American Aquafarms buys Maine Fair Trade facility

Originally published in the Ellsworth American, May 1, 2022

By Letitia Baldwin

GOULDSBORO – East Coast Seafood Group’s Chief Executive Officer, William Blais, confirmed late Friday that the company had sold to American Aquafarms its Maine Fair Trade Lobster property in the Gouldsboro village of Prospect Harbor.

“Real estate deal closed today,” Blais reported in an April 29 email. In a prior email, he noted “MFTL [Maine Fair Trade Lobster] has been under contract for well over a year.”

News of the expected sale of the century-plus, seafood-processing facility follows Gouldsboro Selectmen voted 4-0 Thursday night to extend its present finfish aquaculture moratorium for another six months.  Both Gouldsboro Town Manager Eve Wilkinson and Planning Board Chairman Ray Jones said the extra time was needed to further review and refine a draft aquaculture licensing ordinance and possible amendments to the town’s site plan, land use and other ordinances to better regulate industrial-scale, aquaculture operations on land in town such as American Aquafarms’ project.

First imposed in mid-November last year, in a nearly unanimous vote by 200 voters at a special town meeting, Gouldsboro’s Finfish Aquaculture Development moratorium was intended to give the Planning Board and town attorney time lease more time to review the town’s existing ordinances and draft amendments enabling the community to better regulate large, finfish aquaculture-related activities. During the six-month period, the issuance of municipal permits for building and construction associated with large-scale, finfish aquaculture development is prohibited.

“This has been an extraordinary thing,” Select Board Chairman Dana Rice commented Thursday, referring to the controversy over and proceedings regarding American Aquafarms’ proposed plan to raise 66 million Atlantic salmon in Frenchman Bay and daily discharge of 1.4 billion gallons of diluted wastewater into the 14-mile inlet.

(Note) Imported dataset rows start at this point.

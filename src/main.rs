//! Wiring binary: loads configuration, opens the database, fills the state
//! cache, and logs the current month's all-cities summary.

use chrono::Utc;
use dotenvy::dotenv;
use stay_tracker::cache::StateCache;
use stay_tracker::config;
use stay_tracker::core::analytics;
use stay_tracker::errors::Result;
use tracing::{error, info};
use tracing_subscriber::EnvFilter;

#[tokio::main]
async fn main() -> Result<()> {
    // 1. Initialize tracing (as early as possible)
    tracing_subscriber::fmt()
        .with_env_filter(
            EnvFilter::try_from_default_env().unwrap_or_else(|_| EnvFilter::new("info")),
        )
        .init();

    // 2. Load .env file (as early as possible)
    dotenv().ok(); // Make it non-fatal, env vars can be set externally
    info!("Attempted to load .env file.");

    // 3. Load the application settings
    let settings = config::settings::load_default_config()?;
    info!("Successfully processed application configuration.");

    // 4. Initialize database
    let db = config::database::create_connection(&settings.database_url)
        .await
        .inspect(|_| info!("Database connection established."))
        .inspect_err(|e| error!("Failed to connect to database: {}", e))?;
    config::database::create_tables(&db)
        .await
        .inspect(|_| info!("Database tables ready."))
        .inspect_err(|e| error!("Failed to create tables: {}", e))?;

    // 5. Fill the state cache
    let cache = StateCache::new(db);
    cache
        .load()
        .await
        .inspect_err(|e| error!("Failed to load collections: {}", e))?;

    // 6. Log the current month's all-cities summary
    let today = Utc::now().date_naive();
    let properties = cache.properties().await;
    let bookings = cache.bookings().await;
    let summary = analytics::monthly_summary(&properties, &bookings, None, today);
    info!(
        "{}: {} properties, {} booked nights, revenue {}, occupancy {:.1}%",
        today.format("%B %Y"),
        summary.total_properties,
        summary.total_booked_nights,
        stay_tracker::core::export::format_inr(summary.total_revenue),
        summary.average_occupancy_rate,
    );

    Ok(())
}
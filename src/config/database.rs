//! Database configuration module for the stay tracker.
//!
//! This module handles `SQLite` database connection and table creation using `SeaORM`.
//! It provides functions for establishing database connections and creating all necessary
//! tables based on the entity definitions. The module uses `SeaORM`'s
//! `Schema::create_table_from_entity` method to automatically generate SQL statements from
//! the entity models, ensuring that the database schema matches the Rust struct definitions
//! without requiring manual SQL. Bookings additionally get a unique index on
//! `(property_id, date)`: that pair is the upsert key, and the schema is what
//! makes duplicate rows for the same property/day impossible.

use crate::entities::{Area, Booking, Property, booking};
use crate::errors::Result;
use sea_orm::sea_query::Index;
use sea_orm::{ConnectionTrait, Database, DatabaseConnection, Schema};

/// Establishes a connection to the database at the given URL.
///
/// The URL typically comes from [`crate::config::settings::Settings`], which
/// already folds in the `DATABASE_URL` environment override.
pub async fn create_connection(database_url: &str) -> Result<DatabaseConnection> {
    Database::connect(database_url).await.map_err(Into::into)
}

/// Creates all necessary database tables using `SeaORM`'s schema generation from entity
/// definitions.
///
/// This function uses the `DeriveEntityModel` macros to automatically generate proper SQL
/// statements for table creation. It creates tables for areas, properties, and bookings,
/// plus the composite unique index that backs booking upserts.
pub async fn create_tables(db: &DatabaseConnection) -> Result<()> {
    let builder = db.get_database_backend();
    let schema = Schema::new(builder);

    let area_table = schema.create_table_from_entity(Area);
    let property_table = schema.create_table_from_entity(Property);
    let booking_table = schema.create_table_from_entity(Booking);

    db.execute(builder.build(&area_table)).await?;
    db.execute(builder.build(&property_table)).await?;
    db.execute(builder.build(&booking_table)).await?;

    // One row per (property, day); upserts conflict on this index.
    let booking_day_index = Index::create()
        .name("idx_bookings_property_date")
        .table(Booking)
        .col(booking::Column::PropertyId)
        .col(booking::Column::Date)
        .unique()
        .to_owned();
    db.execute(builder.build(&booking_day_index)).await?;

    Ok(())
}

Since mid-October in 2020, American Aquafarms has sought to raise 66 million pounds of Atlantic salmon off Bald Rock Ledge and Long Porcupine Island in Frenchman Bay. Last week, the Maine departments of Marine Resources and Environmental Protection terminated the Norwegian-backed company’s lease and wastewater permit applications. Regulators cited the company’s failure to furnish a qualified source of Atlantic salmon eggs and juvenile fish and comply with state genetic standards and requirements as grounds for the two DMR applications’ termination. The DEP’s dismissal of the two wastewater discharge license applications was based on the fact the proposed Bald Rock Ledge and Long Porcupine Island sites were no longer in the running as a result of the DMR applications’ termination.

“We fully intend to carry our opposition forward,” Friends of Schoodic co-founder and Gouldsboro resident Jackie Weaver told Selectmen Thursday night. “We are still building what is already a very strong case against this project. The fight is far from over.”